=== Section Start ===

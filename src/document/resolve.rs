//! YAML 1.1 resolution of untagged plain scalars.

use once_cell::sync::Lazy;
use regex::Regex;

use crate::node::ScalarValue;

static BOOL_RE: Lazy<Regex> = Lazy::new(|| {
    Regex::new(r"^(?:yes|Yes|YES|no|No|NO|true|True|TRUE|false|False|FALSE|on|On|ON|off|Off|OFF)$")
        .expect("valid bool pattern")
});

static NULL_RE: Lazy<Regex> =
    Lazy::new(|| Regex::new(r"^(?:~|null|Null|NULL|)$").expect("valid null pattern"));

static INT_RE: Lazy<Regex> = Lazy::new(|| {
    Regex::new(r"^[-+]?(?:0b[01_]+|0x[0-9a-fA-F_]+|0o?[0-7_]+|0|[1-9][0-9_]*)$")
        .expect("valid int pattern")
});

static FLOAT_RE: Lazy<Regex> = Lazy::new(|| {
    Regex::new(
        r"^(?:[-+]?(?:[0-9][0-9_]*)?\.[0-9_]*(?:[eE][-+]?[0-9]+)?|[-+]?[0-9][0-9_]*[eE][-+]?[0-9]+|[-+]?\.(?:inf|Inf|INF)|\.(?:nan|NaN|NAN))$",
    )
    .expect("valid float pattern")
});

pub fn resolve_plain(text: &str) -> ScalarValue {
    if NULL_RE.is_match(text) {
        return ScalarValue::Null;
    }
    if BOOL_RE.is_match(text) {
        return ScalarValue::Bool(parse_bool(text).unwrap_or_default());
    }
    if INT_RE.is_match(text) {
        if let Some(i) = parse_int(text) {
            return ScalarValue::Int(i);
        }
        // out of i64 range: keep the magnitude as a float when it is decimal
        if let Some(x) = parse_float(text) {
            return ScalarValue::Float(x);
        }
    }
    if FLOAT_RE.is_match(text) && text != "." {
        if let Some(x) = parse_float(text) {
            return ScalarValue::Float(x);
        }
    }
    ScalarValue::Str(text.to_string())
}

/// Resolution forced by an explicit core tag (`!!int`, ...). `None` for
/// tags this adapter does not interpret.
pub fn resolve_tagged(text: &str, suffix: &str) -> Option<ScalarValue> {
    Some(match suffix {
        "str" => ScalarValue::Str(text.to_string()),
        "null" => ScalarValue::Null,
        "bool" => parse_bool(text).map_or_else(|| ScalarValue::Str(text.to_string()), ScalarValue::Bool),
        "int" => parse_int(text).map_or_else(|| ScalarValue::Str(text.to_string()), ScalarValue::Int),
        "float" => parse_float(text).map_or_else(|| ScalarValue::Str(text.to_string()), ScalarValue::Float),
        _ => return None,
    })
}

pub fn parse_bool(text: &str) -> Option<bool> {
    match text {
        "yes" | "Yes" | "YES" | "true" | "True" | "TRUE" | "on" | "On" | "ON" => Some(true),
        "no" | "No" | "NO" | "false" | "False" | "FALSE" | "off" | "Off" | "OFF" => Some(false),
        _ => None,
    }
}

pub fn parse_int(text: &str) -> Option<i64> {
    let cleaned: String = text.trim().chars().filter(|&c| c != '_').collect();
    let (negative, digits) = match cleaned.as_bytes().first() {
        Some(b'-') => (true, &cleaned[1..]),
        Some(b'+') => (false, &cleaned[1..]),
        _ => (false, cleaned.as_str()),
    };
    let (radix, body) = if let Some(rest) = digits.strip_prefix("0b") {
        (2, rest)
    } else if let Some(rest) = digits.strip_prefix("0x") {
        (16, rest)
    } else if let Some(rest) = digits.strip_prefix("0o") {
        (8, rest)
    } else if digits.len() > 1 && digits.starts_with('0') {
        (8, &digits[1..])
    } else {
        (10, digits)
    };
    if body.is_empty() {
        return None;
    }
    // parse with the sign attached so i64::MIN stays representable
    let signed = if negative { format!("-{body}") } else { body.to_string() };
    i64::from_str_radix(&signed, radix).ok()
}

pub fn parse_float(text: &str) -> Option<f64> {
    let cleaned: String = text.trim().chars().filter(|&c| c != '_').collect();
    match cleaned.as_str() {
        ".inf" | ".Inf" | ".INF" | "+.inf" | "+.Inf" | "+.INF" => Some(f64::INFINITY),
        "-.inf" | "-.Inf" | "-.INF" => Some(f64::NEG_INFINITY),
        ".nan" | ".NaN" | ".NAN" => Some(f64::NAN),
        other => other.parse::<f64>().ok(),
    }
}

/// Canonical text of a float, readable by `resolve_plain`.
pub fn float_text(x: f64) -> String {
    match x {
        _ if x.is_nan() => ".nan".to_string(),
        _ if x == f64::INFINITY => ".inf".to_string(),
        _ if x == f64::NEG_INFINITY => "-.inf".to_string(),
        _ => format!("{x:?}"),
    }
}

#[cfg(test)]
mod tests {
    use super::*;

    #[test]
    fn yaml11_booleans_and_nulls() {
        assert_eq!(resolve_plain("yes"), ScalarValue::Bool(true));
        assert_eq!(resolve_plain("Off"), ScalarValue::Bool(false));
        assert_eq!(resolve_plain("~"), ScalarValue::Null);
        assert_eq!(resolve_plain(""), ScalarValue::Null);
        assert_eq!(resolve_plain("nope"), ScalarValue::Str("nope".into()));
    }

    #[test]
    fn integers_in_every_base() {
        assert_eq!(resolve_plain("42"), ScalarValue::Int(42));
        assert_eq!(resolve_plain("-1_000"), ScalarValue::Int(-1000));
        assert_eq!(resolve_plain("0x1F"), ScalarValue::Int(31));
        assert_eq!(resolve_plain("0b101"), ScalarValue::Int(5));
        assert_eq!(resolve_plain("017"), ScalarValue::Int(15));
        assert_eq!(resolve_plain("0"), ScalarValue::Int(0));
    }

    #[test]
    fn floats_and_specials() {
        assert_eq!(resolve_plain("1.0"), ScalarValue::Float(1.0));
        assert_eq!(resolve_plain("-2.5e3"), ScalarValue::Float(-2500.0));
        assert_eq!(resolve_plain(".inf"), ScalarValue::Float(f64::INFINITY));
        assert!(matches!(resolve_plain(".nan"), ScalarValue::Float(x) if x.is_nan()));
        assert_eq!(resolve_plain("."), ScalarValue::Str(".".into()));
    }

    #[test]
    fn core_tags_force_kind() {
        assert_eq!(resolve_tagged("12", "str"), Some(ScalarValue::Str("12".into())));
        assert_eq!(resolve_tagged("12", "float"), Some(ScalarValue::Float(12.0)));
        assert_eq!(resolve_tagged("x", "custom"), None);
    }
}
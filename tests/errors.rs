use type_yaml::{loads, DocumentError, Error, LoadOptions, Prim, TypeError, TypeLike};

fn load_err(ty: impl Into<TypeLike>, yaml: &str) -> Error {
    loads(ty, yaml, &LoadOptions::default()).expect_err("load should fail")
}

#[test]
fn scalar_mismatch_message() {
    let err = load_err(Prim::Int, "aaa");
    assert_eq!(err.to_string(), "expected int, 'aaa' found\n  in \"<unicode string>\", line 1, column 1");
}

#[test]
fn union_message_lists_each_alternative() {
    let err = load_err("int | list", "aaa");
    let expected = [
        "failed to parse yaml. expected one of (int, list[Any])",
        "errors for each type:",
        "type: int",
        "    expected int, 'aaa' found",
        "      in \"<unicode string>\", line 1, column 1",
        "type: list[Any]",
        "    expected list[Any], scalar found",
        "      in \"<unicode string>\", line 1, column 1",
        "  in \"<unicode string>\", line 1, column 1",
    ]
    .join("\n");
    assert_eq!(err.to_string(), expected);
}

#[test]
fn nested_failures_point_at_the_inner_node() {
    let err = load_err("dict[str, list[int]]", "a: [1, 2]\nb: [3, x]\n");
    let Error::Decode(err) = err else { panic!("expected decode error, got {err:?}") };
    assert_eq!((err.mark.line, err.mark.column), (2, 8));
    assert!(err.to_string().starts_with("expected int, 'x' found"));
}

#[test]
fn source_label_appears_in_positions() {
    let opts = LoadOptions::new().source("config.yaml");
    let err = loads("int", "[1]", &opts).unwrap_err();
    assert_eq!(err.to_string(), "expected int, sequence found\n  in \"config.yaml\", line 1, column 1");
}

#[test]
fn fixed_tuple_length_mismatch() {
    let err = load_err("tuple[int, int]", "[1]");
    assert!(err.to_string().starts_with("expected tuple[int, int], sequence of length 1 found"));
}

#[test]
fn null_scalars_are_reported_as_none() {
    for yaml in ["a:\n", "a: ~\n", "a: null\n"] {
        let err = load_err("dict[str, int]", yaml);
        assert!(err.to_string().starts_with("expected int, None found"), "{yaml:?}: {err}");
    }
}

#[test]
fn malformed_and_unknown_types_are_type_errors() {
    assert!(matches!(load_err("list[int", "[]"), Error::Type(TypeError::Syntax(_))));
    assert!(matches!(load_err("dict[int]", "{}"), Error::Type(TypeError::Syntax(_))));
    assert!(matches!(load_err("list[Point]", "[]"), Error::Type(TypeError::Resolution(_))));
}

#[test]
fn document_errors() {
    assert!(matches!(load_err("int", "[1, 2"), Error::Document(DocumentError::Parse { .. })));
    assert!(matches!(
        load_err("int", "--- 1\n--- 2\n"),
        Error::Document(DocumentError::MultipleDocuments { count: 2, .. })
    ));
}
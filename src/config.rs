//! Per-call load options. No global state.

use crate::decode::UnknownKeys;
use crate::document::DEFAULT_SOURCE;
use crate::interp::{NameEnv, Substitution};

#[derive(Debug, Clone)]
pub struct LoadOptions {
    /// Accept a stream of several documents.
    pub multi_document: bool,
    pub name_env: NameEnv,
    pub name_substitution: Substitution,
    pub unknown_keys: UnknownKeys,
    /// Label reported in positions, e.g. a file path.
    pub source: String,
}

impl Default for LoadOptions {
    fn default() -> Self {
        Self {
            multi_document: false,
            name_env: NameEnv::default(),
            name_substitution: Substitution::new(),
            unknown_keys: UnknownKeys::default(),
            source: DEFAULT_SOURCE.to_string(),
        }
    }
}

impl LoadOptions {
    pub fn new() -> Self {
        Self::default()
    }

    pub fn multi_document(mut self, on: bool) -> Self {
        self.multi_document = on;
        self
    }

    pub fn name_env(mut self, env: NameEnv) -> Self {
        self.name_env = env;
        self
    }

    /// Replace references to record `from` with record `to`.
    pub fn substitute(mut self, from: impl Into<String>, to: impl Into<String>) -> Self {
        self.name_substitution.insert(from.into(), to.into());
        self
    }

    pub fn name_substitution(mut self, table: Substitution) -> Self {
        self.name_substitution = table;
        self
    }

    pub fn unknown_keys(mut self, policy: UnknownKeys) -> Self {
        self.unknown_keys = policy;
        self
    }

    pub fn source(mut self, label: impl Into<String>) -> Self {
        self.source = label.into();
        self
    }
}
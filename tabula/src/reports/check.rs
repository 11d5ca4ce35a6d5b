//! Check command report data structures.

use super::output::{Output, Report};

/// Report data from validating the manifest and schema dump.
#[derive(Debug)]
pub struct CheckReport {
    pub project: String,
    pub engine: String,
    /// Number of tables in the schema dump, when it loaded.
    pub table_count: Option<usize>,
    /// Fatal findings; any entry means the check failed.
    pub problems: Vec<String>,
    pub warnings: Vec<String>,
}

impl CheckReport {
    pub fn ok(&self) -> bool {
        self.problems.is_empty()
    }
}

impl Report for CheckReport {
    fn render(&self, out: &mut dyn Output) {
        out.key_value("project", &self.project);
        out.key_value("engine", &self.engine);
        if let Some(count) = self.table_count {
            out.key_value("tables in dump", &count.to_string());
        }

        for warning in &self.warnings {
            out.warning(warning);
        }

        if self.ok() {
            out.newline();
            out.preformatted("Manifest OK.");
        } else {
            out.newline();
            out.section("Problems");
            for (i, problem) in self.problems.iter().enumerate() {
                out.numbered_item(i + 1, problem);
            }
        }
    }
}
//! Type mapping between raw column types and PHP.

/// Token families checked in fixed precedence order.
const INTEGER_TOKENS: &[&str] = &["int", "tinyint", "smallint", "mediumint", "bigint"];
const DECIMAL_TOKENS: &[&str] = &["decimal", "float", "double", "real", "numeric"];
const BOOLEAN_TOKENS: &[&str] = &["bool", "boolean"];

/// PHP-side primitive category for a column.
#[derive(Debug, Clone, Copy, PartialEq, Eq)]
pub enum PhpType {
    Int,
    Float,
    Bool,
    String,
}

impl PhpType {
    /// Classify a raw column type string, e.g. `varchar(255)`.
    ///
    /// Case-insensitive substring matching with the integer family checked
    /// first, so `tinyint(1)` classifies as Int, never Bool. Existing
    /// generated output depends on this precedence; changing it is a
    /// breaking change, not a bug fix.
    pub fn classify(raw: &str) -> Self {
        let raw = raw.to_ascii_lowercase();
        let matches = |tokens: &[&str]| tokens.iter().any(|t| raw.contains(t));

        if matches(INTEGER_TOKENS) {
            Self::Int
        } else if matches(DECIMAL_TOKENS) {
            Self::Float
        } else if matches(BOOLEAN_TOKENS) {
            Self::Bool
        } else {
            // Temporal types (date, time, year) and anything unrecognized
            // both come through as string.
            Self::String
        }
    }

    /// PHP type hint used in generated doc comments.
    pub fn hint(&self) -> &'static str {
        match self {
            Self::Int => "int",
            Self::Float => "float",
            Self::Bool => "bool",
            Self::String => "string",
        }
    }
}
//! Generate operation - run the batch driver over the requested tables.

use std::path::Path;

use eyre::{Context, Result, eyre};
use log::debug;
use tabula_codegen_php::Generator;
use tabula_core::DiskStore;
use tabula_manifest::Manifest;
use tabula_schema::{JsonSource, SchemaSource};

use crate::reports::GenerateReport;

/// Options for the generate operation.
pub struct GenerateOptions<'a> {
    /// Output directory override; defaults to the manifest's `output`.
    pub output_dir: Option<&'a Path>,
    /// Whether to preview without writing.
    pub dry_run: bool,
}

/// Execute the generate operation.
pub fn generate(manifest: &Manifest, opts: GenerateOptions) -> Result<GenerateReport> {
    let mut source = open_source(manifest)?;
    let tables = requested_tables(manifest, source.as_mut())?;
    debug!("generating {} tables", tables.len());

    let output_dir = opts.output_dir.unwrap_or(&manifest.project.output);
    let store = DiskStore;
    let generator = Generator::new(&store, output_dir, manifest.project.mode);

    if opts.dry_run {
        let (files, errors) = generator.preview(source.as_mut(), &tables);
        Ok(GenerateReport::Preview { files, errors })
    } else {
        let summary = generator
            .generate(source.as_mut(), &tables)
            .wrap_err("Generation failed")?;
        Ok(GenerateReport::Written {
            project: manifest.project.name.clone(),
            output_dir: output_dir.to_path_buf(),
            summary,
        })
    }
}

/// Open the schema source named by the manifest.
pub fn open_source(manifest: &Manifest) -> Result<Box<dyn SchemaSource>> {
    let dump = manifest
        .schema
        .dump
        .as_ref()
        .ok_or_else(|| eyre!("no schema source configured; set `schema.dump` in tabula.toml"))?;
    let source = JsonSource::from_file(dump).wrap_err("Failed to load schema dump")?;
    Ok(Box::new(source))
}

/// Tables to generate: the manifest's list, or everything the source sees.
pub fn requested_tables(
    manifest: &Manifest,
    source: &mut dyn SchemaSource,
) -> Result<Vec<String>> {
    if manifest.schema.tables.is_empty() {
        Ok(source.table_names()?)
    } else {
        Ok(manifest.schema.tables.clone())
    }
}
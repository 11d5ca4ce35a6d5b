mod check;
mod completions;
mod generate;
mod init;
mod tables;

use check::CheckCommand;
use clap::{Parser, Subcommand};
use completions::CompletionsCommand;
use eyre::Result;
use generate::GenerateCommand;
use init::InitCommand;
use tables::TablesCommand;

/// Extension trait for exiting on manifest errors with pretty formatting
pub(crate) trait UnwrapOrExit<T> {
    fn unwrap_or_exit(self) -> T;
}

impl<T> UnwrapOrExit<T> for tabula_manifest::Result<T> {
    fn unwrap_or_exit(self) -> T {
        match self {
            Ok(v) => v,
            Err(e) => {
                eprintln!("{:?}", miette::Report::new(*e));
                std::process::exit(1);
            }
        }
    }
}

#[derive(Parser)]
#[command(name = "tabula")]
#[command(version)]
#[command(about = "Generate versioned PHP data-access classes from database schemas")]
pub(crate) struct Cli {
    #[command(subcommand)]
    command: Commands,
}

impl Cli {
    pub fn run(&self) -> Result<()> {
        match &self.command {
            Commands::Init(cmd) => cmd.run(),
            Commands::Generate(cmd) => cmd.run(),
            Commands::Tables(cmd) => cmd.run(),
            Commands::Check(cmd) => cmd.run(),
            Commands::Completions(cmd) => cmd.run(),
        }
    }
}

#[derive(Subcommand)]
enum Commands {
    /// Initialize a new tabula project manifest
    Init(InitCommand),

    /// Generate data-access classes from the schema source
    Generate(GenerateCommand),

    /// List the tables the schema source can see
    Tables(TablesCommand),

    /// Validate tabula.toml and the schema dump without generating code
    Check(CheckCommand),

    /// Generate shell completions
    Completions(CompletionsCommand),
}
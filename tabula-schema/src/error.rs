use std::path::PathBuf;

use thiserror::Error;

/// Result type for schema source operations
pub type Result<T> = std::result::Result<T, SchemaError>;

#[derive(Debug, Error)]
pub enum SchemaError {
    /// The source could not supply metadata for a requested table.
    ///
    /// Fetch failures are always surfaced, never returned as an empty
    /// table; the batch driver records them per table.
    #[error("table '{table}' unavailable: {reason}")]
    TableUnavailable { table: String, reason: String },

    #[error("malformed catalog row for table '{table}': {reason}")]
    MalformedRow { table: String, reason: String },

    #[error("failed to read schema dump '{path}'")]
    DumpUnreadable {
        path: PathBuf,
        #[source]
        source: std::io::Error,
    },

    #[error("failed to parse schema dump '{path}'")]
    DumpInvalid {
        path: PathBuf,
        #[source]
        source: serde_json::Error,
    },
}

impl SchemaError {
    pub fn table_unavailable(table: impl Into<String>, reason: impl Into<String>) -> Self {
        Self::TableUnavailable {
            table: table.into(),
            reason: reason.into(),
        }
    }

    pub fn malformed_row(table: impl Into<String>, reason: impl Into<String>) -> Self {
        Self::MalformedRow {
            table: table.into(),
            reason: reason.into(),
        }
    }
}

=== Section End ===

### Work to be completed
Select from the material above each line in which the string "negative" appears, and list those lines.

### Exercise answer
    let (negative, digits) = match cleaned.as_bytes().first() {
    let signed = if negative { format!("-{body}") } else { body.to_string() };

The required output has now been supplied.